REQUIRED ACTION | From the listing below, pull out every line where the string "Light" appears.

DATASET RECORDS |
────────────────────────────────────────
//! Likes and bookmarks: `(user_id, pin_id)` rows linking a user to a pin.

use serde::{de::DeserializeOwned, Deserialize, Serialize};
use tracing::debug;
use uuid::Uuid;

use crate::{Pin, Result, Store};

pub trait PinLink: Sized {
    /// Store key holding the rows.
    const KEY: &'static str;

    fn link(user_id: Uuid, pin_id: Uuid) -> Self;
    fn user_id(&self) -> Uuid;
    fn pin_id(&self) -> Uuid;
}

#[derive(Serialize, Deserialize, Debug, Clone, Copy, PartialEq, Eq)]
pub struct Like {
    pub user_id: Uuid,
    pub pin_id: Uuid,
}

impl PinLink for Like {
    const KEY: &'static str = "likes";

    fn link(user_id: Uuid, pin_id: Uuid) -> Self {
        Like { user_id, pin_id }
    }

    fn user_id(&self) -> Uuid {
        self.user_id
    }

    fn pin_id(&self) -> Uuid {
        self.pin_id
    }
}

#[derive(Serialize, Deserialize, Debug, Clone, Copy, PartialEq, Eq)]
pub struct Bookmark {
    pub user_id: Uuid,
    pub pin_id: Uuid,
}

impl PinLink for Bookmark {
    const KEY: &'static str = "bookmarks";

    fn link(user_id: Uuid, pin_id: Uuid) -> Self {
        Bookmark { user_id, pin_id }
    }

    fn user_id(&self) -> Uuid {
        self.user_id
    }

    fn pin_id(&self) -> Uuid {
        self.pin_id
    }
}

pub fn contains<T: PinLink>(rows: &[T], user_id: Uuid, pin_id: Uuid) -> bool {
    rows.iter().any(|r| r.user_id() == user_id && r.pin_id() == pin_id)
}

/// Adds the row if missing, removes it otherwise. Returns whether it is now
/// present.
pub fn toggle<T: PinLink>(rows: &mut Vec<T>, user_id: Uuid, pin_id: Uuid) -> bool {
    if contains(rows, user_id, pin_id) {
        rows.retain(|r| !(r.user_id() == user_id && r.pin_id() == pin_id));
        debug!(key = T::KEY, %user_id, %pin_id, "row removed");
        false
    } else {
        rows.push(T::link(user_id, pin_id));
        debug!(key = T::KEY, %user_id, %pin_id, "row added");
        true
    }
}

pub fn count_for_pin<T: PinLink>(rows: &[T], pin_id: Uuid) -> usize {
    rows.iter().filter(|r| r.pin_id() == pin_id).count()
}

/// Drops every row pointing at a deleted pin.
pub fn forget_pin<T: PinLink>(rows: &mut Vec<T>, pin_id: Uuid) {
    rows.retain(|r| r.pin_id() != pin_id);
}

/// Pins bookmarked by `user_id`, in bookmark order. Bookmarks of pins that
/// no longer exist are skipped.
pub fn bookmarked_pins<'a>(bookmarks: &[Bookmark], pins: &'a [Pin], user_id: Uuid) -> Vec<&'a Pin> {
    bookmarks
        .iter()
        .filter(|b| b.user_id == user_id)
        .filter_map(|b| pins.iter().find(|p| p.id == b.pin_id))
        .collect()
}

pub fn load<T: PinLink + DeserializeOwned>(store: &Store) -> Result<Vec<T>> {
    Ok(store.read(T::KEY)?.unwrap_or_default())
}

pub fn save<T: PinLink + Serialize>(store: &Store, rows: &[T]) -> Result<()> {
    store.write(T::KEY, &rows)
}
use std::{fmt, str::FromStr};

use serde::{Deserialize, Serialize};

use crate::{Error, Result, Store};

const SETTINGS_KEY: &str = "settings";

/// Map and app color scheme.
#[derive(Serialize, Deserialize, Debug, Clone, Copy, PartialEq, Eq, Default)]
#[serde(rename_all = "UPPERCASE")]
pub enum Theme {
    Light,
    Dark,
    #[default]
    System,
}

impl fmt::Display for Theme {
    fn fmt(&self, f: &mut fmt::Formatter<'_>) -> fmt::Result {
        let name = match self {
            Theme::Light => "light",
            Theme::Dark => "dark",
            Theme::System => "system",
        };
        f.write_str(name)
    }
}

impl FromStr for Theme {
    type Err = Error;

    fn from_str(s: &str) -> Result<Theme> {
        match s.to_ascii_lowercase().as_str() {
            "light" => Ok(Theme::Light),
            "dark" => Ok(Theme::Dark),
            "system" => Ok(Theme::System),
            _ => Err(Error::UnknownTheme(s.to_string())),
        }
    }
}

#[derive(Serialize, Deserialize, Debug, Clone, Copy, PartialEq, Eq, Default)]
#[serde(default)]
pub struct Settings {
    pub theme: Theme,
    /// Ask for biometrics when the app comes back to the foreground.
    pub app_lock: bool,
}

pub fn load_settings(store: &Store) -> Result<Settings> {
    Ok(store.read(SETTINGS_KEY)?.unwrap_or_default())
}

pub fn save_settings(store: &Store, settings: &Settings) -> Result<()> {
    store.write(SETTINGS_KEY, settings)
}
────────────────────────────────────────
RESULT OF THIS TASK |
    Light,
            Theme::Light => "light",
            "light" => Ok(Theme::Light),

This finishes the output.